▶ [What the task asks]
Go through the entries below, tally each line with the string "shared", and give the final number by itself.
══════════════════════════════
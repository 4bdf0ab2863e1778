//! Command-line argument parsing.
//!
//! Defines the CLI structure using clap derive macros.

use std::path::PathBuf;

use clap::{Args, Parser, Subcommand};

use crate::agent::config::{
    DEFAULT_MAX_MALFORMED, DEFAULT_MAX_SNIPPET_CHARS, DEFAULT_MAX_SNIPPETS,
    DEFAULT_MAX_TOOL_FAILURES, DEFAULT_MAX_TURNS, RunConfig,
};
use crate::agent::strategy::StrategyId;

/// search-agent: strategy-routed, search-augmented reasoning agent.
///
/// Answers questions by combining a language model with web search,
/// using one of several reasoning strategies.
#[derive(Parser, Debug)]
#[command(name = "search-agent")]
#[command(version, about, long_about = None)]
#[command(propagate_version = true)]
pub struct Cli {
    /// Enable verbose output (debug logging, full transcripts).
    #[arg(short, long, global = true)]
    pub verbose: bool,

    /// Output format (text, json).
    #[arg(long, default_value = "text", global = true)]
    pub format: String,

    /// The subcommand to execute.
    #[command(subcommand)]
    pub command: Commands,
}

/// Available CLI commands.
#[derive(Subcommand, Debug)]
pub enum Commands {
    /// Answer a query with one strategy.
    #[command(after_help = r#"Examples:
  search-agent run "Who won the 2018 World Cup?"
  search-agent run --strategy simple_search "capital of France"
  search-agent run --model llama --provider huggingface "..."
  search-agent --format json run --max-turns 4 "..." | jq .status
"#)]
    Run {
        /// The question to answer.
        query: String,

        /// Strategy to run.
        #[arg(short, long, value_enum, default_value_t = StrategyId::SearchAgent)]
        strategy: StrategyId,

        /// JSON file with prior conversation turns
        /// (`[{"role": "user", "content": "..."}, ...]`).
        #[arg(long)]
        history: Option<PathBuf>,

        /// Backend options.
        #[command(flatten)]
        backend: BackendArgs,

        /// Per-invocation budgets.
        #[command(flatten)]
        budget: BudgetArgs,
    },

    /// Run several strategies and models on one query and compare.
    ///
    /// All combinations run concurrently against shared backends.
    #[command(after_help = r#"Examples:
  search-agent compare "Who won the 2018 World Cup?"
  search-agent compare --strategies simple_search,search_agent --models gemma,llama "..."
"#)]
    Compare {
        /// The question to answer.
        query: String,

        /// Strategies to compare (comma-separated). Defaults to all.
        #[arg(long, value_enum, value_delimiter = ',')]
        strategies: Vec<StrategyId>,

        /// Models to compare (comma-separated, aliases allowed).
        /// Defaults to the configured model.
        #[arg(long, value_delimiter = ',')]
        models: Vec<String>,

        /// JSON file with prior conversation turns.
        #[arg(long)]
        history: Option<PathBuf>,

        /// Backend options.
        #[command(flatten)]
        backend: BackendArgs,

        /// Per-invocation budgets.
        #[command(flatten)]
        budget: BudgetArgs,
    },

    /// Write the default prompt templates for customization.
    ///
    /// Existing files are left untouched.
    InitPrompts {
        /// Target directory for prompt templates.
        ///
        /// Defaults to `~/.config/search-agent/prompts/`.
        #[arg(long)]
        dir: Option<PathBuf>,
    },

    /// List the available strategies.
    Strategies,
}

/// Backend selection shared by `run` and `compare`.
///
/// API keys are read from the environment only (`OPENAI_API_KEY`,
/// `HF_TOKEN`, `SEARCH_AGENT_API_KEY`, `TAVILY_API_KEY`).
#[derive(Args, Debug, Clone, Default)]
pub struct BackendArgs {
    /// LLM provider: openai or huggingface.
    #[arg(long, env = "SEARCH_AGENT_PROVIDER")]
    pub provider: Option<String>,

    /// Model id or alias (gemma, llama, mistral).
    #[arg(short, long, env = "SEARCH_AGENT_MODEL")]
    pub model: Option<String>,

    /// Base URL of an OpenAI-compatible endpoint.
    #[arg(long, env = "SEARCH_AGENT_BASE_URL")]
    pub base_url: Option<String>,

    /// Sampling temperature (0.0-2.0).
    #[arg(long)]
    pub temperature: Option<f32>,

    /// Maximum tokens per completion.
    #[arg(long)]
    pub max_tokens: Option<u32>,

    /// Request timeout in seconds.
    #[arg(long)]
    pub timeout: Option<u64>,

    /// Search results requested per call.
    #[arg(long)]
    pub search_results: Option<usize>,

    /// Directory containing prompt template files.
    #[arg(long, env = "SEARCH_AGENT_PROMPT_DIR")]
    pub prompt_dir: Option<PathBuf>,
}

/// Budgets of one invocation.
#[derive(Args, Debug, Clone)]
pub struct BudgetArgs {
    /// Maximum Action/Observation turns.
    #[arg(long, default_value_t = DEFAULT_MAX_TURNS)]
    pub max_turns: usize,

    /// Snippets kept per observation.
    #[arg(long, default_value_t = DEFAULT_MAX_SNIPPETS)]
    pub max_snippets: usize,

    /// Characters kept per snippet.
    #[arg(long, default_value_t = DEFAULT_MAX_SNIPPET_CHARS)]
    pub max_snippet_chars: usize,

    /// Consecutive search failures tolerated before aborting.
    #[arg(long, default_value_t = DEFAULT_MAX_TOOL_FAILURES)]
    pub max_tool_failures: usize,

    /// Consecutive malformed model replies that abort the run.
    #[arg(long, default_value_t = DEFAULT_MAX_MALFORMED)]
    pub max_malformed: usize,

    /// Ask the model for a final answer when the turn budget runs out.
    #[arg(long)]
    pub final_answer_on_budget: bool,
}

impl BudgetArgs {
    /// Converts to a [`RunConfig`].
    #[must_use]
    pub const fn to_run_config(&self) -> RunConfig {
        RunConfig {
            max_turns: self.max_turns,
            max_snippets_per_observation: self.max_snippets,
            max_snippet_chars: self.max_snippet_chars,
            max_consecutive_tool_failures: self.max_tool_failures,
            max_consecutive_malformed_responses: self.max_malformed,
            final_answer_on_budget: self.final_answer_on_budget,
        }
    }
}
══════════════════════════════
▶ [Answer to the problem]
2